A binomial distribution refers to a probability distribution that deals with two outcomes of an event, i.e., success or no success. The occurrence of one event does not depend on the occurrence of the other, i.e., the events are independent in nature. Also, the number of times an event is repeated is fixed. It is closely related to Bernoulli distribution. The probability of success or P(S) for each trial is the same and the probability of failure of the trial or P(F) is equal to 1 – P(S).
Examples of Binomial Distribution
1. Testing a Drug
The binomial distribution is prominently used in the field of drugs and medicine. Whenever a new drug is invented to cure a particular disease, the effectiveness of the drug can be represented by two outcomes, i.e., whether the drug cures the disease or it does not. Also, the side effects of the drug can be measured in a similar manner. Either the drug causes side effects or it does not. Since the experiment has two possible results, i.e., a success or a failure, it can be represented with the help of binomial distribution.
2. Participating in a Lucky Draw
If you participate in a lucky draw contest, there exist two possible outcomes, i.e., you either win the contest or you lose the contest. Hence, one can easily express the probability of such an event as success or failure with the help of binomial distribution.

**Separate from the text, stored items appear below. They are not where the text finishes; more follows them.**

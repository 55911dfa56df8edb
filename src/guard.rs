//! Rendering gates over the session manager.
//!
//! Both wrappers run once when a page mounts. They only decide; routing
//! and rendering stay with the front end. Pass a [`CancellationToken`]
//! tied to the page's lifetime so a slow validation that finishes after
//! teardown is dropped instead of applied.

use tokio_util::sync::CancellationToken;

use crate::{AuthBackend, AuthError, SessionManager, SessionStore};

/// What a protected page should show.
#[derive(Debug, Clone, Copy, PartialEq, Eq)]
pub enum GuardDecision {
    Render,
    PromptSignIn,
}

/// What the public landing page should do.
#[derive(Debug, Clone, Copy, PartialEq, Eq)]
pub enum LandingDecision {
    /// A valid session exists; go to the dashboard.
    RedirectToDashboard,
    /// A session existed but failed validation.
    PromptReauth,
    /// Nobody is signed in.
    ShowLanding,
}

/// Gate for protected content.
pub struct AuthGuard<'a, S: SessionStore, B: AuthBackend> {
    manager: &'a SessionManager<S, B>,
}

impl<'a, S: SessionStore, B: AuthBackend> AuthGuard<'a, S, B> {
    pub fn new(manager: &'a SessionManager<S, B>) -> Self {
        Self { manager }
    }

    pub async fn check(&self, cancel: &CancellationToken) -> Result<GuardDecision, AuthError> {
        if self.manager.get_session()?.is_none() {
            return Ok(GuardDecision::PromptSignIn);
        }

        if self.manager.validate_token(cancel).await? {
            Ok(GuardDecision::Render)
        } else {
            Ok(GuardDecision::PromptSignIn)
        }
    }
}

/// Gate for the public landing page.
pub struct LandingRedirect<'a, S: SessionStore, B: AuthBackend> {
    manager: &'a SessionManager<S, B>,
}

impl<'a, S: SessionStore, B: AuthBackend> LandingRedirect<'a, S, B> {
    pub fn new(manager: &'a SessionManager<S, B>) -> Self {
        Self { manager }
    }

    pub async fn check(&self, cancel: &CancellationToken) -> Result<LandingDecision, AuthError> {
        if self.manager.get_session()?.is_none() {
            return Ok(LandingDecision::ShowLanding);
        }

        if self.manager.validate_token(cancel).await? {
            Ok(LandingDecision::RedirectToDashboard)
        } else {
            Ok(LandingDecision::PromptReauth)
        }
    }
}

#[cfg(test)]
mod tests {
    use super::*;
    use crate::{BearerToken, MemorySessionStore, MockAuthBackend, MockValidation, SessionConfig, User};

    fn manager() -> (SessionManager<MemorySessionStore, MockAuthBackend>, MockAuthBackend) {
        let backend = MockAuthBackend::new();
        let manager = SessionManager::new(
            MemorySessionStore::new(),
            backend.clone(),
            SessionConfig::default(),
        );
        (manager, backend)
    }

    fn signed_in(manager: &SessionManager<MemorySessionStore, MockAuthBackend>, backend: &MockAuthBackend) {
        let user = User::new("1", "a@b.com");
        let token = backend.issue_token(&user);
        manager.create_session(token, user).unwrap();
    }

    #[tokio::test]
    async fn test_guard_renders_valid_session() {
        let (manager, backend) = manager();
        signed_in(&manager, &backend);

        let decision = AuthGuard::new(&manager)
            .check(&CancellationToken::new())
            .await
            .unwrap();
        assert_eq!(decision, GuardDecision::Render);
    }

    #[tokio::test]
    async fn test_guard_prompts_without_session() {
        let (manager, backend) = manager();

        let decision = AuthGuard::new(&manager)
            .check(&CancellationToken::new())
            .await
            .unwrap();
        assert_eq!(decision, GuardDecision::PromptSignIn);
        assert_eq!(backend.validate_calls(), 0);
    }

    #[tokio::test]
    async fn test_guard_prompts_on_rejection() {
        let (manager, _) = manager();
        manager
            .create_session(BearerToken::new("revoked"), User::new("1", "a@b.com"))
            .unwrap();

        let decision = AuthGuard::new(&manager)
            .check(&CancellationToken::new())
            .await
            .unwrap();
        assert_eq!(decision, GuardDecision::PromptSignIn);
        assert!(!manager.is_authenticated().unwrap());
    }

    #[tokio::test]
    async fn test_landing_decisions() {
        let (manager, backend) = manager();
        let landing = LandingRedirect::new(&manager);
        let cancel = CancellationToken::new();

        assert_eq!(landing.check(&cancel).await.unwrap(), LandingDecision::ShowLanding);

        signed_in(&manager, &backend);
        assert_eq!(
            landing.check(&cancel).await.unwrap(),
            LandingDecision::RedirectToDashboard
        );

        backend.respond_to_validate_with(MockValidation::Status(401));
        assert_eq!(landing.check(&cancel).await.unwrap(), LandingDecision::PromptReauth);
        assert_eq!(landing.check(&cancel).await.unwrap(), LandingDecision::ShowLanding);
    }

    #[tokio::test]
    async fn test_cancelled_guard_propagates() {
        let (manager, backend) = manager();
        signed_in(&manager, &backend);
        backend.respond_to_validate_with(MockValidation::Hang);

        let cancel = CancellationToken::new();
        cancel.cancel();

        let result = AuthGuard::new(&manager).check(&cancel).await;
        assert_eq!(result, Err(AuthError::Cancelled));
        assert!(manager.is_authenticated().unwrap());
    }
}
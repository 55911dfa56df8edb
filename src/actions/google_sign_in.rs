use chrono::Utc;

use crate::events::{dispatch, SessionEvent};
use crate::{AuthBackend, AuthError, Session, SessionManager, SessionStore};

/// Exchanges a Google identity credential for a session.
pub struct GoogleSignInAction<S: SessionStore, B: AuthBackend> {
    manager: SessionManager<S, B>,
}

impl<S: SessionStore, B: AuthBackend> GoogleSignInAction<S, B> {
    pub fn new(manager: SessionManager<S, B>) -> Self {
        GoogleSignInAction { manager }
    }

    #[cfg_attr(
        feature = "tracing",
        tracing::instrument(name = "google_sign_in", skip_all, err)
    )]
    pub async fn execute(&self, id_token: &str) -> Result<Session, AuthError> {
        if id_token.trim().is_empty() {
            return Err(AuthError::InvalidInput("ID token is required".to_owned()));
        }

        let (token, user) = self
            .manager
            .backend()
            .google_sign_in(id_token)
            .await?
            .into_credentials("Authentication failed")
            .inspect_err(|e| {
                log::warn!(
                    target: "autodig_session",
                    "msg=\"google sign-in failed\" reason=\"{}\"",
                    e
                );
            })?;

        let session = self.manager.create_session(token, user)?;

        dispatch(SessionEvent::GoogleSignInSucceeded {
            user_id: session.user.id.clone(),
            email: session.user.email.clone(),
            at: Utc::now(),
        })
        .await;

        Ok(session)
    }
}

#[cfg(test)]
mod tests {
    use super::*;
    use crate::{MemorySessionStore, MockAuthBackend, SessionConfig};

    fn action(backend: MockAuthBackend) -> GoogleSignInAction<MemorySessionStore, MockAuthBackend> {
        let manager = SessionManager::new(MemorySessionStore::new(), backend, SessionConfig::default());
        GoogleSignInAction::new(manager)
    }

    #[tokio::test]
    async fn test_google_sign_in_creates_session() {
        let google = action(MockAuthBackend::new().with_google_account("gid-123", "g@example.com"));

        let session = google.execute("gid-123").await.unwrap();
        assert_eq!(session.user.email, "g@example.com");
        assert_eq!(session.user.is_google_user, Some(true));
        assert!(google.manager.is_authenticated().unwrap());
    }

    #[tokio::test]
    async fn test_google_sign_in_requires_token() {
        let google = action(MockAuthBackend::new());

        let err = google.execute("").await.unwrap_err();
        assert_eq!(err, AuthError::InvalidInput("ID token is required".to_owned()));
    }

    #[tokio::test]
    async fn test_google_sign_in_unknown_token() {
        let google = action(MockAuthBackend::new());

        let err = google.execute("forged").await.unwrap_err();
        assert!(matches!(err, AuthError::BackendError(_)));
        assert!(!google.manager.is_authenticated().unwrap());
    }
}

3. Estimate the Number of Fraudulent Transactions
Banks often make use of binomial distribution to estimate the chances that a particular credit card transaction is fraudulent or not. The total number of fraudulent transactions occurring in a particular area is recorded and fed as information or data to the binomial distribution calculator. The binomial distribution further helps to predict the number of fraud cases that might occur on the following day or in the future.
4. Number of Spam Emails Received
The prediction of the number of spam emails received by a person is one of the prominent examples of binomial distribution. This is because an email has two possibilities i.e., either it can be a spam e-mail or not.
5. Number of Shopping Returns
When a person shops a product, he/she is often provided with a choice of returning the product within the given time duration. The probability that the person will return the product can be represented with the help of binomial distribution. It helps the shopkeeper to estimate the number of shopping returns faced by the firm in the near future.
6. Questioning a Group of People about being Colour Blind
Suppose you pick a person out of a group of ten random strangers. The probability of that particular person suffering from colour blindness can be represented with the help of binomial distribution. This is because there are two possible outcomes of the experiment, i.e., either the person is colour blind representing the success of the event or the person is not colour blind representing the failure of the event.
7. Participating in an Election
If you participate in an election, the probability is that you can either win the election or you lose the election. Hence, the event can be easily represented with the help of a binomial distribution. A binomial distribution calculator can also be used to calculate the chances of a particular political party winning or losing an election provided the previous record of the party winning or losing the elections is already known.
8. Supporting a particular Sports Team
If you support a particular sports team in a game or an event, the chances of the event are that either your favoured team wins or loses the match. The two outcomes of the event represent the success or failure of the experiment therefore, the best-suited distribution in such a case is the binomial distribution. Similarly, binomial distribution can also be applied if you are playing a particular sport because there are two consequences of the event, i.e., either winning or losing.